On 8/17/09 5:27, Holger Hoffstätte wrote:
Todor, Richard -

thank you for your responses. I understand how various GC schemes work - I
guess I should have asked a more concise question like "does the framework
explicitly keep a reference to the classloader, and if so, when is that
reference released". :) However in the meantime I found out more that
might be useful to know (if only for the archives) and mostly answers my
question.

Richard S. Hall wrote:
As with everything, stuff can only be garbage collected when there are
no more references to it. Native is referenced from a ClassLoader.
ClassLoaders are referenced from Classes. Classes are referenced from
instances. So, you cannot have any references to any of these things
from a bundle, otherwise it won't be able to be garbage collected.
Right - I understand that the runtime cannot really do anything about GC
except maybe by explicitly hooking into reference queues. But that does
not really seem to be necessary as I found out.
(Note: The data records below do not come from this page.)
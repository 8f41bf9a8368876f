//! lobby-db – Datenbank-Abstraktion
//!
//! Repository-Pattern fuer die beiden externen Speicher des Chats:
//! den Nachrichten-Speicher (`MessageRepository`) und den Login-Speicher
//! (`UserRepository`). Die einzige Implementierung ist `SqliteDb`.

pub mod error;
pub mod models;
pub mod repository;
pub mod sqlite;

pub use error::DbError;
pub use repository::{DatabaseConfig, DbResult, MessageRepository, UserRepository};
pub use sqlite::SqliteDb;
//! Chat-Handler – Nachrichten senden, loeschen, Chat leeren
//!
//! Routet Chat-Nachrichten ueber den ChatService und verteilt das
//! Ergebnis an alle Verbindungen. Fehler des Nachrichten-Speichers werden
//! geloggt; es wird dann nichts verteilt.

use lobby_chat::{ChatError, ChatNachricht};
use lobby_core::ConnectionId;
use lobby_db::MessageRepository;
use lobby_protocol::control::{
    ChatDeleteRequest, ChatMessageInfo, ChatSendRequest, ControlMessage, ControlPayload, ErrorCode,
};
use std::sync::Arc;

use crate::server_state::SignalingState;

/// Chat-Befehl zum Leeren des Verlaufs (nur Moderator)
const CLEAR_BEFEHL: &str = "/clear";

/// Wandelt eine gespeicherte Nachricht in das Protokollformat
pub(crate) fn nachricht_info(nachricht: ChatNachricht) -> ChatMessageInfo {
    ChatMessageInfo {
        id: nachricht.id.to_string(),
        username: nachricht.username,
        text: nachricht.text,
        created_at: nachricht.created_at,
    }
}

/// Verarbeitet eine Chat-Nachricht
///
/// Anonyme Verbindungen werden ignoriert. `/clear` von einem Moderator
/// leert den Chat statt gespeichert zu werden.
pub async fn handle_chat_send<R>(
    request: ChatSendRequest,
    connection_id: ConnectionId,
    state: &Arc<SignalingState<R>>,
) where
    R: MessageRepository + 'static,
{
    let Some(username) = state.presence.anzeigename(connection_id) else {
        tracing::debug!(connection_id = %connection_id, "Chat von anonymer Verbindung ignoriert");
        return;
    };

    if request.text.trim() == CLEAR_BEFEHL && state.presence.ist_moderator(connection_id) {
        chat_leeren(connection_id, state).await;
        return;
    }

    match state
        .chat_service
        .nachricht_senden(&username, &request.text)
        .await
    {
        Ok(nachricht) => {
            tracing::debug!(
                connection_id = %connection_id,
                message_id = %nachricht.id,
                "Chat-Nachricht gesendet"
            );
            state.broadcaster.an_alle_senden(ControlMessage::push(
                ControlPayload::MessagePosted(nachricht_info(nachricht)),
            ));
        }
        Err(ChatError::UngueltigeEingabe(_)) => {}
        Err(e) => {
            tracing::error!(
                connection_id = %connection_id,
                fehler = %e,
                "Nachricht konnte nicht gespeichert werden"
            );
        }
    }
}

/// Loescht eine einzelne Nachricht (nur Moderator)
///
/// Eine unbekannte ID wird dem Absender als `NotFound` gemeldet.
pub async fn handle_chat_delete<R>(
    request: ChatDeleteRequest,
    request_id: u32,
    connection_id: ConnectionId,
    state: &Arc<SignalingState<R>>,
) -> Option<ControlMessage>
where
    R: MessageRepository + 'static,
{
    if let Err(e) = state.presence.autorisieren(connection_id) {
        tracing::debug!(connection_id = %connection_id, fehler = %e, "Loeschen verweigert");
        return None;
    }

    match state.chat_service.nachricht_loeschen(&request.id).await {
        Ok(id) => {
            state.broadcaster.an_alle_senden(ControlMessage::push(
                ControlPayload::MessageDeleted(ChatDeleteRequest { id: id.to_string() }),
            ));
            None
        }
        Err(ChatError::NachrichtNichtGefunden(id)) => Some(ControlMessage::error(
            request_id,
            ErrorCode::NotFound,
            format!("Nachricht nicht gefunden: {id}"),
        )),
        Err(e) => {
            tracing::error!(
                connection_id = %connection_id,
                fehler = %e,
                "Nachricht konnte nicht geloescht werden"
            );
            None
        }
    }
}

/// Leert den gesamten Chat (nur Moderator)
pub async fn handle_chat_clear<R>(connection_id: ConnectionId, state: &Arc<SignalingState<R>>)
where
    R: MessageRepository + 'static,
{
    if let Err(e) = state.presence.autorisieren(connection_id) {
        tracing::debug!(connection_id = %connection_id, fehler = %e, "Chat leeren verweigert");
        return;
    }
    chat_leeren(connection_id, state).await;
}

async fn chat_leeren<R>(connection_id: ConnectionId, state: &Arc<SignalingState<R>>)
where
    R: MessageRepository + 'static,
{
    match state.chat_service.alle_loeschen().await {
        Ok(_) => {
            state
                .broadcaster
                .an_alle_senden(ControlMessage::push(ControlPayload::ChatCleared));
        }
        Err(e) => {
            tracing::error!(
                connection_id = %connection_id,
                fehler = %e,
                "Chat konnte nicht geleert werden"
            );
        }
    }
}
//! lobby-protocol – Netzwerkprotokoll-Definitionen
//!
//! Dieses Crate definiert alle Nachrichtentypen die zwischen Client und
//! Server ausgetauscht werden, sowie das Frame-Format der Verbindung.

pub mod control;
pub mod wire;

pub use control::{ControlMessage, ControlPayload, ErrorCode};
pub use wire::FrameCodec;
Windows is particularly annoying, since it locks its native libraries,
which prevents them from being deleted. However, I believe Felix does
delete them at least in some cases. If you have a specific case where
this isn't working, perhaps you could create a simple test case and
attach it to a JIRA issue. This would help a lot in resolving it.
The native library I am working with is closed-source/proprietary and was
originally not written with Java in mind, so I created a small
"clean-room" bundle from scratch that simply loads apr.dll in
Activator.start(). Turns out Felix does all the right things. :)

When the bundle is installed/resolved, the apr.dll (as declared in the
bundle headers) is unpacked but not yet loaded; you can still delete it
manually from the bundle cache. After bundle start this is no longer true
as the library has been mapped into the JVM process (though you can move
it, supposedly because Windows tracks the file "inode" or whatever it
uses). The interesting thing is that the dll _is_ successfully deleted as
soon as the bundle is uninstalled. So all this works as intended - great!
A bit surprising actually, as I would not have expected the GC to be this
aggressive..probably client VM specific behaviour.

Well, we are aware of the issue surrounding deleting native libraries on Windows, so we check to see if we were successful deleting the bundle's cache directory and if not, we try to force a GC and then try to delete it again...so maybe that is happening here.

-> richard

Anyway, this verifies my suspicion that there are indeed some outstanding
references on the Java side of the proprietary library that prevent the
bundle from being collected properly - probably static singletons or the like.